DATASET ENTRIES

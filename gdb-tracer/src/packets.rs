//! Communication packets
//!
//! Fixed-layout binary structures exchanged with the instrumented target
//! through the communication buffer. All fields are little-endian and packed;
//! the layout is shared with the target binary and must match byte for byte.
//!
//! Buffer layout:
//!
//! ```text
//! [0]       trigger code (who wrote last)
//! [1..8)    unused
//! [8..12)   packet type tag (u32)
//! [12..)    packet payload
//! ```

use crate::error::TracerError;
use binrw::io::Cursor;
use binrw::{binrw, BinRead, BinWrite};

/// Offset of the trigger byte
pub const TRIGGER_OFFSET: usize = 0;

/// Offset of the little-endian packet type tag
pub const TYPE_OFFSET: usize = 8;

/// Offset of the packet payload
pub const PAYLOAD_OFFSET: usize = 12;

/// Length of the largest payload the target may send or receive
pub const MAX_PAYLOAD_LEN: usize = TestcaseRequestPacket::LEN;

/// Total length of the communication buffer
pub const BUFFER_LEN: usize = PAYLOAD_OFFSET + MAX_PAYLOAD_LEN;

const _: () = assert!(AllocationPacket::LEN <= MAX_PAYLOAD_LEN);
const _: () = assert!(FreePacket::LEN <= MAX_PAYLOAD_LEN);
const _: () = assert!(StackInfoPacket::LEN <= MAX_PAYLOAD_LEN);

/// Codes used for indicating which peer wrote the buffer last
#[derive(Debug, Clone, Copy, PartialEq, Eq)]
#[repr(u8)]
pub enum TriggerCode {
    TargetWrite = 0x01,
    DebuggerWrite = 0x02,
}

/// Wire tag of a communication packet
#[derive(Debug, Clone, Copy, PartialEq, Eq, Hash)]
#[repr(u32)]
pub enum PacketType {
    Allocation = 1,
    Free = 2,
    TestcaseRequest = 3,
    TestcaseStart = 4,
    TestcaseEnd = 5,
    StackInfo = 6,
    StepoverBegin = 7,
    StepoverEnd = 8,
}

impl TryFrom<u32> for PacketType {
    type Error = TracerError;

    fn try_from(tag: u32) -> Result<Self, Self::Error> {
        Ok(match tag {
            1 => PacketType::Allocation,
            2 => PacketType::Free,
            3 => PacketType::TestcaseRequest,
            4 => PacketType::TestcaseStart,
            5 => PacketType::TestcaseEnd,
            6 => PacketType::StackInfo,
            7 => PacketType::StepoverBegin,
            8 => PacketType::StepoverEnd,
            other => return Err(TracerError::UnknownPacketType(other)),
        })
    }
}

/// Header at the start of the communication buffer
///
/// Bytes between the trigger code and the tag are unused and written as
/// zeros.
#[binrw]
#[brw(little)]
#[derive(Debug, Clone, Copy, PartialEq, Eq)]
pub struct PacketHeader {
    /// Raw [`TriggerCode`]
    pub trigger: u8,

    /// Raw [`PacketType`] tag
    #[brw(pad_before = 7)]
    pub tag: u32,
}

/// Target reports a new heap allocation
#[binrw]
#[brw(little)]
#[derive(Debug, Clone, Copy, PartialEq, Eq)]
pub struct AllocationPacket {
    pub address: u64,
    pub length: u32,
}

impl AllocationPacket {
    /// Encoded length in bytes
    pub const LEN: usize = 12;
}

/// Target reports a heap free
#[binrw]
#[brw(little)]
#[derive(Debug, Clone, Copy, PartialEq, Eq)]
pub struct FreePacket {
    pub address: u64,
}

impl FreePacket {
    /// Encoded length in bytes
    pub const LEN: usize = 8;
}

/// Target asks for the next test case
///
/// This is the only payload the tracer writes back: `testcase_size` is
/// filled in once the test case has been copied to `address`.
#[binrw]
#[brw(little)]
#[derive(Debug, Clone, Copy, PartialEq, Eq)]
pub struct TestcaseRequestPacket {
    pub address: u64,
    pub buffer_size: i64,
    pub testcase_size: i64,
}

impl TestcaseRequestPacket {
    /// Encoded length in bytes
    pub const LEN: usize = 24;

    /// Copy of this request with the written-back test case size set
    pub fn with_testcase_size(self, testcase_size: i64) -> Self {
        Self {
            testcase_size,
            ..self
        }
    }
}

/// Target reports the bounds of its stack
#[binrw]
#[brw(little)]
#[derive(Debug, Clone, Copy, PartialEq, Eq)]
pub struct StackInfoPacket {
    pub base_address: u64,
    pub top_address: u64,
}

impl StackInfoPacket {
    /// Encoded length in bytes
    pub const LEN: usize = 16;
}

/// A decoded communication packet
#[derive(Debug, Clone, Copy, PartialEq, Eq)]
pub enum Packet {
    Allocation(AllocationPacket),
    Free(FreePacket),
    TestcaseRequest(TestcaseRequestPacket),
    TestcaseStart,
    TestcaseEnd,
    StackInfo(StackInfoPacket),
    StepoverBegin,
    StepoverEnd,
}

impl Packet {
    /// Decode the packet held in a communication buffer
    ///
    /// Unknown tags are a protocol desynchronization and fail.
    pub fn decode(buffer: &[u8]) -> Result<Self, TracerError> {
        let mut reader = Cursor::new(buffer);
        let header = PacketHeader::read(&mut reader)?;
        Ok(match PacketType::try_from(header.tag)? {
            PacketType::Allocation => Packet::Allocation(AllocationPacket::read(&mut reader)?),
            PacketType::Free => Packet::Free(FreePacket::read(&mut reader)?),
            PacketType::TestcaseRequest => {
                Packet::TestcaseRequest(TestcaseRequestPacket::read(&mut reader)?)
            }
            PacketType::TestcaseStart => Packet::TestcaseStart,
            PacketType::TestcaseEnd => Packet::TestcaseEnd,
            PacketType::StackInfo => Packet::StackInfo(StackInfoPacket::read(&mut reader)?),
            PacketType::StepoverBegin => Packet::StepoverBegin,
            PacketType::StepoverEnd => Packet::StepoverEnd,
        })
    }

    /// Wire tag of this packet
    pub fn packet_type(&self) -> PacketType {
        match self {
            Packet::Allocation(_) => PacketType::Allocation,
            Packet::Free(_) => PacketType::Free,
            Packet::TestcaseRequest(_) => PacketType::TestcaseRequest,
            Packet::TestcaseStart => PacketType::TestcaseStart,
            Packet::TestcaseEnd => PacketType::TestcaseEnd,
            Packet::StackInfo(_) => PacketType::StackInfo,
            Packet::StepoverBegin => PacketType::StepoverBegin,
            Packet::StepoverEnd => PacketType::StepoverEnd,
        }
    }
}

/// Produce the buffer contents answering a test case request
///
/// The header of `buffer` is preserved, the payload is replaced and the
/// trigger byte is set to [`TriggerCode::DebuggerWrite`].
pub fn encode_testcase_request(
    buffer: &[u8; BUFFER_LEN],
    request: &TestcaseRequestPacket,
) -> Result<[u8; BUFFER_LEN], TracerError> {
    let mut out = *buffer;
    request.write(&mut Cursor::new(&mut out[PAYLOAD_OFFSET..]))?;
    out[TRIGGER_OFFSET] = TriggerCode::DebuggerWrite as u8;
    Ok(out)
}

/// Build a raw buffer as the target would write it
///
/// Used by the scripted target and tests to produce wire-exact packets.
pub fn encode_packet(packet: &Packet) -> Result<[u8; BUFFER_LEN], TracerError> {
    let mut out = [0u8; BUFFER_LEN];
    let mut writer = Cursor::new(&mut out[..]);
    PacketHeader {
        trigger: TriggerCode::TargetWrite as u8,
        tag: packet.packet_type() as u32,
    }
    .write(&mut writer)?;
    match packet {
        Packet::Allocation(p) => p.write(&mut writer)?,
        Packet::Free(p) => p.write(&mut writer)?,
        Packet::TestcaseRequest(p) => p.write(&mut writer)?,
        Packet::StackInfo(p) => p.write(&mut writer)?,
        Packet::TestcaseStart | Packet::TestcaseEnd | Packet::StepoverBegin | Packet::StepoverEnd => {}
    }
    Ok(out)
}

WORK INSTRUCTIONS
Retype each entry without altering a single word.

ANSWER SPACE
filename gdb-tracer/src/packets.rs
//! Communication packets
//!
//! Fixed-layout binary structures exchanged with the instrumented target
//! through the communication buffer. All fields are little-endian and packed;
//! the layout is shared with the target binary and must match byte for byte.
//!
//! Buffer layout:
//!
//! ```text
//! [0]       trigger code (who wrote last)
//! [1..8)    unused
//! [8..12)   packet type tag (u32)
//! [12..)    packet payload
//! ```

use crate::error::TracerError;
use binrw::io::Cursor;
use binrw::{binrw, BinRead, BinWrite};

/// Offset of the trigger byte
pub const TRIGGER_OFFSET: usize = 0;

/// Offset of the little-endian packet type tag
pub const TYPE_OFFSET: usize = 8;

/// Offset of the packet payload
pub const PAYLOAD_OFFSET: usize = 12;

/// Length of the largest payload the target may send or receive
pub const MAX_PAYLOAD_LEN: usize = TestcaseRequestPacket::LEN;

/// Total length of the communication buffer
pub const BUFFER_LEN: usize = PAYLOAD_OFFSET + MAX_PAYLOAD_LEN;

const _: () = assert!(AllocationPacket::LEN <= MAX_PAYLOAD_LEN);
const _: () = assert!(FreePacket::LEN <= MAX_PAYLOAD_LEN);
const _: () = assert!(StackInfoPacket::LEN <= MAX_PAYLOAD_LEN);

/// Codes used for indicating which peer wrote the buffer last
#[derive(Debug, Clone, Copy, PartialEq, Eq)]
#[repr(u8)]
pub enum TriggerCode {
    TargetWrite = 0x01,
    DebuggerWrite = 0x02,
}

/// Wire tag of a communication packet
#[derive(Debug, Clone, Copy, PartialEq, Eq, Hash)]
#[repr(u32)]
pub enum PacketType {
    Allocation = 1,
    Free = 2,
    TestcaseRequest = 3,
    TestcaseStart = 4,
    TestcaseEnd = 5,
    StackInfo = 6,
    StepoverBegin = 7,
    StepoverEnd = 8,
}

impl TryFrom<u32> for PacketType {
    type Error = TracerError;

    fn try_from(tag: u32) -> Result<Self, Self::Error> {
        Ok(match tag {
            1 => PacketType::Allocation,
            2 => PacketType::Free,
            3 => PacketType::TestcaseRequest,
            4 => PacketType::TestcaseStart,
            5 => PacketType::TestcaseEnd,
            6 => PacketType::StackInfo,
            7 => PacketType::StepoverBegin,
            8 => PacketType::StepoverEnd,
            other => return Err(TracerError::UnknownPacketType(other)),
        })
    }
}

/// Header at the start of the communication buffer
///
/// Bytes between the trigger code and the tag are unused and written as
/// zeros.
#[binrw]
#[brw(little)]
#[derive(Debug, Clone, Copy, PartialEq, Eq)]
pub struct PacketHeader {
    /// Raw [`TriggerCode`]
    pub trigger: u8,

    /// Raw [`PacketType`] tag
    #[brw(pad_before = 7)]
    pub tag: u32,
}

/// Target reports a new heap allocation
#[binrw]
#[brw(little)]
#[derive(Debug, Clone, Copy, PartialEq, Eq)]
pub struct AllocationPacket {
    pub address: u64,
    pub length: u32,
}

impl AllocationPacket {
    /// Encoded length in bytes
    pub const LEN: usize = 12;
}

/// Target reports a heap free
#[binrw]
#[brw(little)]
#[derive(Debug, Clone, Copy, PartialEq, Eq)]
pub struct FreePacket {
    pub address: u64,
}

impl FreePacket {
    /// Encoded length in bytes
    pub const LEN: usize = 8;
}

/// Target asks for the next test case
///
/// This is the only payload the tracer writes back: `testcase_size` is
/// filled in once the test case has been copied to `address`.
#[binrw]
#[brw(little)]
#[derive(Debug, Clone, Copy, PartialEq, Eq)]
pub struct TestcaseRequestPacket {
    pub address: u64,
    pub buffer_size: i64,
    pub testcase_size: i64,
}

impl TestcaseRequestPacket {
    /// Encoded length in bytes
    pub const LEN: usize = 24;

    /// Copy of this request with the written-back test case size set
    pub fn with_testcase_size(self, testcase_size: i64) -> Self {
        Self {
            testcase_size,
            ..self
        }
    }
}

/// Target reports the bounds of its stack
#[binrw]
#[brw(little)]
#[derive(Debug, Clone, Copy, PartialEq, Eq)]
pub struct StackInfoPacket {
    pub base_address: u64,
    pub top_address: u64,
}

impl StackInfoPacket {
    /// Encoded length in bytes
    pub const LEN: usize = 16;
}

/// A decoded communication packet
#[derive(Debug, Clone, Copy, PartialEq, Eq)]
pub enum Packet {
    Allocation(AllocationPacket),
    Free(FreePacket),
    TestcaseRequest(TestcaseRequestPacket),
    TestcaseStart,
    TestcaseEnd,
    StackInfo(StackInfoPacket),
    StepoverBegin,
    StepoverEnd,
}

impl Packet {
    /// Decode the packet held in a communication buffer
    ///
    /// Unknown tags are a protocol desynchronization and fail.
    pub fn decode(buffer: &[u8]) -> Result<Self, TracerError> {
        let mut reader = Cursor::new(buffer);
        let header = PacketHeader::read(&mut reader)?;
        Ok(match PacketType::try_from(header.tag)? {
            PacketType::Allocation => Packet::Allocation(AllocationPacket::read(&mut reader)?),
            PacketType::Free => Packet::Free(FreePacket::read(&mut reader)?),
            PacketType::TestcaseRequest => {
                Packet::TestcaseRequest(TestcaseRequestPacket::read(&mut reader)?)
            }
            PacketType::TestcaseStart => Packet::TestcaseStart,
            PacketType::TestcaseEnd => Packet::TestcaseEnd,
            PacketType::StackInfo => Packet::StackInfo(StackInfoPacket::read(&mut reader)?),
            PacketType::StepoverBegin => Packet::StepoverBegin,
            PacketType::StepoverEnd => Packet::StepoverEnd,
        })
    }

    /// Wire tag of this packet
    pub fn packet_type(&self) -> PacketType {
        match self {
            Packet::Allocation(_) => PacketType::Allocation,
            Packet::Free(_) => PacketType::Free,
            Packet::TestcaseRequest(_) => PacketType::TestcaseRequest,
            Packet::TestcaseStart => PacketType::TestcaseStart,
            Packet::TestcaseEnd => PacketType::TestcaseEnd,
            Packet::StackInfo(_) => PacketType::StackInfo,
            Packet::StepoverBegin => PacketType::StepoverBegin,
            Packet::StepoverEnd => PacketType::StepoverEnd,
        }
    }
}

/// Produce the buffer contents answering a test case request
///
/// The header of `buffer` is preserved, the payload is replaced and the
/// trigger byte is set to [`TriggerCode::DebuggerWrite`].
pub fn encode_testcase_request(
    buffer: &[u8; BUFFER_LEN],
    request: &TestcaseRequestPacket,
) -> Result<[u8; BUFFER_LEN], TracerError> {
    let mut out = *buffer;
    request.write(&mut Cursor::new(&mut out[PAYLOAD_OFFSET..]))?;
    out[TRIGGER_OFFSET] = TriggerCode::DebuggerWrite as u8;
    Ok(out)
}

/// Build a raw buffer as the target would write it
///
/// Used by the scripted target and tests to produce wire-exact packets.
pub fn encode_packet(packet: &Packet) -> Result<[u8; BUFFER_LEN], TracerError> {
    let mut out = [0u8; BUFFER_LEN];
    let mut writer = Cursor::new(&mut out[..]);
    PacketHeader {
        trigger: TriggerCode::TargetWrite as u8,
        tag: packet.packet_type() as u32,
    }
    .write(&mut writer)?;
    match packet {
        Packet::Allocation(p) => p.write(&mut writer)?,
        Packet::Free(p) => p.write(&mut writer)?,
        Packet::TestcaseRequest(p) => p.write(&mut writer)?,
        Packet::StackInfo(p) => p.write(&mut writer)?,
        Packet::TestcaseStart | Packet::TestcaseEnd | Packet::StepoverBegin | Packet::StepoverEnd => {}
    }
    Ok(out)
}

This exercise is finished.